■ **YOUR ASSIGNMENT**
For every line in the records below that contains the word "Body", add one to a count, and report only that count.

■ **DATASET ENTRIES**
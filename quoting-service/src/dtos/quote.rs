use crate::models::{
    ItemSelection, PackageSelection, ProjectParameters, PropertyCondition, PropertyType,
    QualityTier, QuoteRequest, QuoteSummary, QuoteValidation, ValidationWarning, WorkCategory,
};
use rust_decimal::Decimal;
use serde::{Deserialize, Serialize};
use validator::{Validate, ValidationError};

const MAX_AREA: Decimal = Decimal::from_parts(10_000, 0, 0, false, 0);
const MAX_QUANTITY: Decimal = Decimal::from_parts(1_000_000, 0, 0, false, 0);

fn validate_area(area: &Decimal) -> Result<(), ValidationError> {
    if *area <= Decimal::ZERO || *area > MAX_AREA {
        let mut err = ValidationError::new("area_range");
        err.message = Some("Area must be greater than 0 and at most 10000 m²".into());
        return Err(err);
    }
    Ok(())
}

fn validate_quantity(quantity: &Decimal) -> Result<(), ValidationError> {
    if *quantity <= Decimal::ZERO || *quantity > MAX_QUANTITY {
        let mut err = ValidationError::new("quantity_range");
        err.message = Some("Quantity must be greater than 0 and at most 1000000".into());
        return Err(err);
    }
    Ok(())
}

fn validate_has_selection(req: &CreateQuoteRequest) -> Result<(), ValidationError> {
    if req.items.is_empty() && req.packages.is_empty() {
        let mut err = ValidationError::new("no_selection");
        err.message = Some("At least one item or package must be selected".into());
        return Err(err);
    }
    Ok(())
}

#[derive(Debug, Clone, Deserialize, Validate)]
pub struct ProjectDto {
    pub property_type: PropertyType,

    #[validate(custom(function = "validate_area"))]
    pub floor_area: Decimal,

    #[serde(default)]
    pub quality: QualityTier,

    #[serde(default)]
    pub condition: PropertyCondition,

    #[serde(default)]
    pub primary_residence: bool,
}

impl From<ProjectDto> for ProjectParameters {
    fn from(dto: ProjectDto) -> Self {
        ProjectParameters::new(dto.property_type, dto.floor_area)
            .with_quality(dto.quality)
            .with_condition(dto.condition)
            .with_primary_residence(dto.primary_residence)
    }
}

#[derive(Debug, Clone, Serialize, Deserialize, Validate)]
pub struct ItemSelectionDto {
    pub category: WorkCategory,

    #[validate(length(min = 1, message = "Item code is required"))]
    pub code: String,

    #[validate(custom(function = "validate_quantity"))]
    pub quantity: Decimal,

    pub quality: Option<QualityTier>,

    #[serde(default = "default_true")]
    pub apply_markup: bool,
}

fn default_true() -> bool {
    true
}

impl From<ItemSelectionDto> for ItemSelection {
    fn from(dto: ItemSelectionDto) -> Self {
        Self {
            category: dto.category,
            code: dto.code,
            quantity: dto.quantity,
            quality: dto.quality,
            apply_markup: dto.apply_markup,
        }
    }
}

#[derive(Debug, Clone, Deserialize, Validate)]
pub struct PackageSelectionDto {
    #[validate(length(min = 1, message = "Package code is required"))]
    pub code: String,

    pub quality: Option<QualityTier>,

    #[validate(custom(function = "validate_area"))]
    pub area: Option<Decimal>,
}

impl From<PackageSelectionDto> for PackageSelection {
    fn from(dto: PackageSelectionDto) -> Self {
        Self {
            code: dto.code,
            quality: dto.quality,
            area: dto.area,
        }
    }
}

/// Body of `POST /v1/quotes`.
///
/// Out-of-range discounts are accepted here; the quote clamps them and
/// reports a warning.
#[derive(Debug, Clone, Deserialize, Validate)]
#[validate(schema(function = "validate_has_selection"))]
pub struct CreateQuoteRequest {
    #[validate(nested)]
    pub project: ProjectDto,

    #[serde(default)]
    #[validate(nested)]
    pub items: Vec<ItemSelectionDto>,

    #[serde(default)]
    #[validate(nested)]
    pub packages: Vec<PackageSelectionDto>,

    #[serde(default)]
    pub discount_percentage: Decimal,
}

impl From<CreateQuoteRequest> for QuoteRequest {
    fn from(req: CreateQuoteRequest) -> Self {
        Self {
            project: req.project.into(),
            items: req.items.into_iter().map(Into::into).collect(),
            packages: req.packages.into_iter().map(Into::into).collect(),
            discount_percentage: req.discount_percentage,
        }
    }
}

/// Body of `POST /v1/quotes/quick`.
#[derive(Debug, Clone, Deserialize, Validate)]
pub struct QuickQuoteRequest {
    #[validate(nested)]
    pub project: ProjectDto,

    #[validate(length(min = 1, message = "Package code is required"))]
    pub package_code: String,
}

/// Body of `POST /v1/quotes/compare`.
#[derive(Debug, Clone, Deserialize, Validate)]
pub struct CompareRequest {
    #[validate(nested)]
    pub project: ProjectDto,

    #[validate(length(min = 1, message = "At least one item is required"), nested)]
    pub items: Vec<ItemSelectionDto>,

    #[validate(length(min = 1, message = "Package code is required"))]
    pub package_code: String,

    /// Defaults to the project tier.
    pub quality: Option<QualityTier>,

    /// Defaults to the project floor area.
    #[validate(custom(function = "validate_area"))]
    pub area: Option<Decimal>,
}

/// Body of `POST /v1/estimates`.
#[derive(Debug, Clone, Deserialize, Validate)]
pub struct EstimateRequest {
    #[validate(custom(function = "validate_area"))]
    pub floor_area: Decimal,
}

#[derive(Debug, Serialize)]
pub struct QuoteResponse {
    #[serde(flatten)]
    pub summary: QuoteSummary,
    pub warnings: Vec<ValidationWarning>,
    pub validation: QuoteValidation,
}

■ **ANSWER TO THIS EXERCISE**
4